**TASK DESCRIPTION:**
Please retype the line that contains "let eval = goal().evaluate(&snapshot(10, 0.95));" and all lines that follow it to the end of the entries below, exactly as they stand, with nothing added.

**Collected data entries:**
=====
//! Metrics collection for the adaptive batch execution engine (C3).

pub mod collector;
pub mod counters;
pub mod probe;

pub use collector::MetricsCollector;
pub use counters::{RunCounters, RunCountersSnapshot};
pub use probe::{FixedResourceProbe, NoopResourceProbe, ResourceProbe};
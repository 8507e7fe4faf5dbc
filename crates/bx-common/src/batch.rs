//! Record batches and per-record processing results.

/// One record's outcome from a `BatchProcessor`. Result order mirrors input
/// order of its batch (spec.md §3).
#[derive(Debug, Clone)]
pub enum ProcessingResult<V> {
    Success(V),
    Failure(String),
}

impl<V> ProcessingResult<V> {
    pub fn is_success(&self) -> bool {
        matches!(self, ProcessingResult::Success(_))
    }

    pub fn is_failure(&self) -> bool {
        !self.is_success()
    }

    pub fn success(value: V) -> Self {
        ProcessingResult::Success(value)
    }

    pub fn failure(cause: impl Into<String>) -> Self {
        ProcessingResult::Failure(cause.into())
    }
}

/// Split `records` into batches of at most `batch_size`. The last batch of a
/// work item may be short; empty batches are never emitted (spec.md §3).
///
/// # Panics
///
/// Panics if `batch_size` is zero — callers validate configuration before a
/// run starts (see `bx-config`), so this is a programmer error, not a
/// runtime condition.
pub fn chunk_records<R: Clone>(records: &[R], batch_size: usize) -> Vec<Vec<R>> {
    assert!(batch_size > 0, "batch_size must be > 0");
    if records.is_empty() {
        return Vec::new();
    }
    records
        .chunks(batch_size)
        .map(|chunk| chunk.to_vec())
        .collect()
}

#[cfg(test)]
mod tests {
    use super::*;

    #[test]
    fn chunk_records_never_emits_empty_batches() {
        let chunks = chunk_records(&Vec::<i32>::new(), 10);
        assert!(chunks.is_empty());
    }

    #[test]
    fn chunk_records_respects_batch_size_with_short_tail() {
        let records: Vec<i32> = (0..25).collect();
        let chunks = chunk_records(&records, 10);
        assert_eq!(chunks.len(), 3);
        assert_eq!(chunks[0].len(), 10);
        assert_eq!(chunks[1].len(), 10);
        assert_eq!(chunks[2].len(), 5);
    }

    #[test]
    fn chunk_records_preserves_order() {
        let records: Vec<i32> = (0..7).collect();
        let chunks = chunk_records(&records, 3);
        let flattened: Vec<i32> = chunks.into_iter().flatten().collect();
        assert_eq!(flattened, records);
    }

    #[test]
    #[should_panic]
    fn chunk_records_rejects_zero_batch_size() {
        let _ = chunk_records(&[1, 2, 3], 0);
    }
}
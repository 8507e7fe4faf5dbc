//! Shared data model for the adaptive parallel batch execution engine.
//!
//! Holds the types that cross crate boundaries: the execution context, the
//! concurrency dial types, the metrics snapshot, the goal evaluation
//! vocabulary, dial adjustments, and record batching helpers. Everything
//! here is plain, immutable-after-construction data — no behavior that
//! belongs to a single component lives in this crate.

pub mod adjustment;
pub mod batch;
pub mod concurrency;
pub mod execution_context;
pub mod goal;
pub mod logging;
pub mod metrics;

pub use adjustment::DialAdjustment;
pub use batch::{chunk_records, ProcessingResult};
pub use concurrency::{ConcurrencyLimits, ConcurrencySettings, LimitsError, HARD_ENGINE_CAP};
pub use execution_context::{ExecutionContext, ExecutionContextBuilder};
pub use goal::{
    DerivedMetrics, ErrorDerived, GoalEvaluation, GoalStatus, PerformanceDerived, ResourceDerived,
    Severity,
};
pub use metrics::MetricsSnapshot;
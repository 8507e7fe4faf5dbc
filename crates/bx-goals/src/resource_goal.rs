//! ResourceGoal (spec.md §4.4.2). Severity is HIGH: a resource violation
//! drives a concurrency decrease but never aborts a run by itself
//! (spec.md §4.6 step 3 only checks PerformanceGoal for CRITICAL).

use bx_common::{GoalEvaluation, GoalStatus, MetricsSnapshot, ResourceDerived, Severity};

use crate::Goal;

#[derive(Debug, Clone, Copy)]
pub struct ResourceGoalConfig {
    pub max_db_connections: u32,
    /// Fraction of `max_db_connections` considered the hard ceiling.
    pub max_db_utilization: f64,
    /// Fraction of heap considered the hard ceiling.
    pub max_heap_utilization: f64,
}

pub struct ResourceGoal {
    config: ResourceGoalConfig,
}

impl ResourceGoal {
    pub fn new(config: ResourceGoalConfig) -> Self {
        Self { config }
    }
}

const AT_RISK_FACTOR: f64 = 0.85;

impl Goal for ResourceGoal {
    fn name(&self) -> &'static str {
        "resource"
    }

    fn severity(&self) -> Severity {
        Severity::High
    }

    fn evaluate(&self, snapshot: &MetricsSnapshot) -> GoalEvaluation {
        let max_connections = self.config.max_db_connections.max(1) as f64;
        let db_utilization = snapshot.active_db_connections as f64 / max_connections;
        let heap_utilization = snapshot.heap_utilization;

        let safe_max_connections =
            (self.config.max_db_connections as f64 * self.config.max_db_utilization).floor() as u32;
        let available_connections =
            safe_max_connections.saturating_sub(snapshot.active_db_connections);

        let db_violated = db_utilization > self.config.max_db_utilization;
        let heap_violated = heap_utilization > self.config.max_heap_utilization;

        let db_at_risk = db_utilization > AT_RISK_FACTOR * self.config.max_db_utilization;
        let heap_at_risk = heap_utilization > AT_RISK_FACTOR * self.config.max_heap_utilization;

        let status = if db_violated || heap_violated {
            GoalStatus::Violated
        } else if db_at_risk || heap_at_risk {
            GoalStatus::AtRisk
        } else {
            GoalStatus::Met
        };

        GoalEvaluation {
            goal_name: self.name(),
            status,
            severity: self.severity(),
            metrics: bx_common::DerivedMetrics::Resource(ResourceDerived {
                db_utilization_percent: db_utilization * 100.0,
                active_connections: snapshot.active_db_connections,
                available_connections,
                safe_max_connections,
                heap_utilization_percent: heap_utilization * 100.0,
                // AT_RISK-or-worse on the DB axis specifically (spec.md §4.4.2),
                // not the overall status, which also folds in the heap axis.
                connection_pressure: db_violated || db_at_risk,
            }),
        }
    }
}

#[cfg(test)]
mod tests {
    use super::*;
    use std::collections::BTreeSet;
    use std::time::Duration;
    use uuid::Uuid;

    fn snapshot(active_db_connections: u32, heap_utilization: f64) -> MetricsSnapshot {
        MetricsSnapshot {
            run_id: Uuid::nil(),
            timestamp: chrono::Utc::now(),
            elapsed: Duration::from_secs(60),
            work_items_processed: 10,
            total_work_items: 100,
            failed_work_items: 0,
            records_processed: 1000,
            files_per_minute: 10.0,
            records_per_second: 10.0,
            active_db_connections,
            heap_utilization,
            total_errors: 0,
            critical_error_types: BTreeSet::new(),
        }
    }

    fn goal() -> ResourceGoal {
        ResourceGoal::new(ResourceGoalConfig {
            max_db_connections: 100,
            max_db_utilization: 0.8,
            max_heap_utilization: 0.9,
        })
    }

    #[test]
    fn violated_when_db_utilization_exceeds_max() {
        // spec.md §8 scenario 3: maxDbConnections=100, maxDbUtilization=0.8,
        // activeDbConnections=92, heapUtilization=0.5 => VIOLATED.
        let eval = goal().evaluate(&snapshot(92, 0.5));
        assert_eq!(eval.status, GoalStatus::Violated);
        assert_eq!(eval.severity, Severity::High);
    }

    #[test]
    fn violated_when_heap_utilization_exceeds_max() {
        let eval = goal().evaluate(&snapshot(10, 0.95));
        assert_eq!(eval.status, GoalStatus::Violated);
    }

    #[test]
    fn at_risk_just_below_db_threshold() {
        // 0.85 * 0.8 = 0.68 -> 69 connections sits just above the at-risk
        // line but below the 80-connection violation line.
        let eval = goal().evaluate(&snapshot(69, 0.5));
        assert_eq!(eval.status, GoalStatus::AtRisk);
    }

    #[test]
    fn met_when_comfortably_under_both_limits() {
        let eval = goal().evaluate(&snapshot(40, 0.3));
        assert_eq!(eval.status, GoalStatus::Met);
        if let bx_common::DerivedMetrics::Resource(derived) = eval.metrics {
            assert!(!derived.connection_pressure);
            assert_eq!(derived.safe_max_connections, 80);
        } else {
            panic!("expected resource derived metrics");
        }
    }
}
=====
**SOLVED PROBLEM:**
        let eval = goal().evaluate(&snapshot(10, 0.95));
        assert_eq!(eval.status, GoalStatus::Violated);
    }

    #[test]
    fn at_risk_just_below_db_threshold() {
        // 0.85 * 0.8 = 0.68 -> 69 connections sits just above the at-risk
        // line but below the 80-connection violation line.
        let eval = goal().evaluate(&snapshot(69, 0.5));
        assert_eq!(eval.status, GoalStatus::AtRisk);
    }

    #[test]
    fn met_when_comfortably_under_both_limits() {
        let eval = goal().evaluate(&snapshot(40, 0.3));
        assert_eq!(eval.status, GoalStatus::Met);
        if let bx_common::DerivedMetrics::Resource(derived) = eval.metrics {
            assert!(!derived.connection_pressure);
            assert_eq!(derived.safe_max_connections, 80);
        } else {
            panic!("expected resource derived metrics");
        }
    }
}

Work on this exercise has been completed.